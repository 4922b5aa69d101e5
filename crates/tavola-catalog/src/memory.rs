//! In-memory catalog backend
//!
//! Process-local catalog for tests and local development. Test code can
//! script failures for upcoming inserts to exercise the pipeline's
//! compensating cleanup.

use std::collections::{HashMap, VecDeque};
use std::sync::Mutex;

use async_trait::async_trait;
use chrono::Utc;
use uuid::Uuid;

use crate::traits::{CatalogError, CatalogRecord, CatalogResult, CatalogStore, NewCatalogRecord};

/// In-memory catalog implementation
#[derive(Default)]
pub struct MemoryCatalog {
    rows: Mutex<HashMap<(String, Uuid), CatalogRecord>>,
    insert_failures: Mutex<VecDeque<CatalogError>>,
}

impl MemoryCatalog {
    pub fn new() -> Self {
        Self::default()
    }

    /// Script a failure for an upcoming `insert`. Failures are consumed in
    /// order before any insert succeeds.
    pub fn fail_next_insert(&self, error: CatalogError) {
        self.insert_failures.lock().unwrap().push_back(error);
    }

    pub fn row_count(&self) -> usize {
        self.rows.lock().unwrap().len()
    }

    pub fn rows_in(&self, table: &str) -> Vec<CatalogRecord> {
        self.rows
            .lock()
            .unwrap()
            .iter()
            .filter(|((t, _), _)| t == table)
            .map(|(_, record)| record.clone())
            .collect()
    }
}

#[async_trait]
impl CatalogStore for MemoryCatalog {
    async fn insert(&self, table: &str, record: &NewCatalogRecord) -> CatalogResult<Uuid> {
        if let Some(err) = self.insert_failures.lock().unwrap().pop_front() {
            return Err(err);
        }

        let id = Uuid::new_v4();
        let row = CatalogRecord {
            id,
            bucket: record.bucket.clone(),
            storage_path: record.storage_path.clone(),
            public_url: record.public_url.clone(),
            file_name: record.file_name.clone(),
            content_type: record.content_type.clone(),
            size_bytes: record.size_bytes,
            metadata: record.metadata.clone(),
            created_at: Utc::now(),
        };
        self.rows.lock().unwrap().insert((table.to_string(), id), row);
        Ok(id)
    }

    async fn delete(&self, table: &str, id: Uuid) -> CatalogResult<()> {
        self.rows.lock().unwrap().remove(&(table.to_string(), id));
        Ok(())
    }

    async fn select_one(&self, table: &str, id: Uuid) -> CatalogResult<Option<CatalogRecord>> {
        Ok(self
            .rows
            .lock()
            .unwrap()
            .get(&(table.to_string(), id))
            .cloned())
    }
}
//! Tavola Catalog Library
//!
//! Catalog writer for the upload pipeline: the [`CatalogStore`] trait plus a
//! Postgres backend and an in-memory backend. A catalog row describes one
//! stored object (location, public URL, metadata); it is created only after
//! the object write succeeds and deleted by cleanup when a later step fails.

pub mod memory;
pub mod postgres;
pub mod traits;

// Re-export commonly used types
pub use memory::MemoryCatalog;
pub use postgres::{connect, connect_from_config, PostgresCatalog};
pub use traits::{CatalogError, CatalogRecord, CatalogResult, CatalogStore, NewCatalogRecord};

__TASK DIRECTIONS__.
Repeat, word for word, all of the data shown above.

__RESPONSE TO THIS EXERCISE__.
repository 4922b5aa69d101e5
filename crates/tavola-catalog/src/memory.rs
//! In-memory catalog backend
//!
//! Process-local catalog for tests and local development. Test code can
//! script failures for upcoming inserts to exercise the pipeline's
//! compensating cleanup.

use std::collections::{HashMap, VecDeque};
use std::sync::Mutex;

use async_trait::async_trait;
use chrono::Utc;
use uuid::Uuid;

use crate::traits::{CatalogError, CatalogRecord, CatalogResult, CatalogStore, NewCatalogRecord};

/// In-memory catalog implementation
#[derive(Default)]
pub struct MemoryCatalog {
    rows: Mutex<HashMap<(String, Uuid), CatalogRecord>>,
    insert_failures: Mutex<VecDeque<CatalogError>>,
}

impl MemoryCatalog {
    pub fn new() -> Self {
        Self::default()
    }

    /// Script a failure for an upcoming `insert`. Failures are consumed in
    /// order before any insert succeeds.
    pub fn fail_next_insert(&self, error: CatalogError) {
        self.insert_failures.lock().unwrap().push_back(error);
    }

    pub fn row_count(&self) -> usize {
        self.rows.lock().unwrap().len()
    }

    pub fn rows_in(&self, table: &str) -> Vec<CatalogRecord> {
        self.rows
            .lock()
            .unwrap()
            .iter()
            .filter(|((t, _), _)| t == table)
            .map(|(_, record)| record.clone())
            .collect()
    }
}

#[async_trait]
impl CatalogStore for MemoryCatalog {
    async fn insert(&self, table: &str, record: &NewCatalogRecord) -> CatalogResult<Uuid> {
        if let Some(err) = self.insert_failures.lock().unwrap().pop_front() {
            return Err(err);
        }

        let id = Uuid::new_v4();
        let row = CatalogRecord {
            id,
            bucket: record.bucket.clone(),
            storage_path: record.storage_path.clone(),
            public_url: record.public_url.clone(),
            file_name: record.file_name.clone(),
            content_type: record.content_type.clone(),
            size_bytes: record.size_bytes,
            metadata: record.metadata.clone(),
            created_at: Utc::now(),
        };
        self.rows.lock().unwrap().insert((table.to_string(), id), row);
        Ok(id)
    }

    async fn delete(&self, table: &str, id: Uuid) -> CatalogResult<()> {
        self.rows.lock().unwrap().remove(&(table.to_string(), id));
        Ok(())
    }

    async fn select_one(&self, table: &str, id: Uuid) -> CatalogResult<Option<CatalogRecord>> {
        Ok(self
            .rows
            .lock()
            .unwrap()
            .get(&(table.to_string(), id))
            .cloned())
    }
}
//! Tavola Catalog Library
//!
//! Catalog writer for the upload pipeline: the [`CatalogStore`] trait plus a
//! Postgres backend and an in-memory backend. A catalog row describes one
//! stored object (location, public URL, metadata); it is created only after
//! the object write succeeds and deleted by cleanup when a later step fails.

pub mod memory;
pub mod postgres;
pub mod traits;

// Re-export commonly used types
pub use memory::MemoryCatalog;
pub use postgres::{connect, connect_from_config, PostgresCatalog};
pub use traits::{CatalogError, CatalogRecord, CatalogResult, CatalogStore, NewCatalogRecord};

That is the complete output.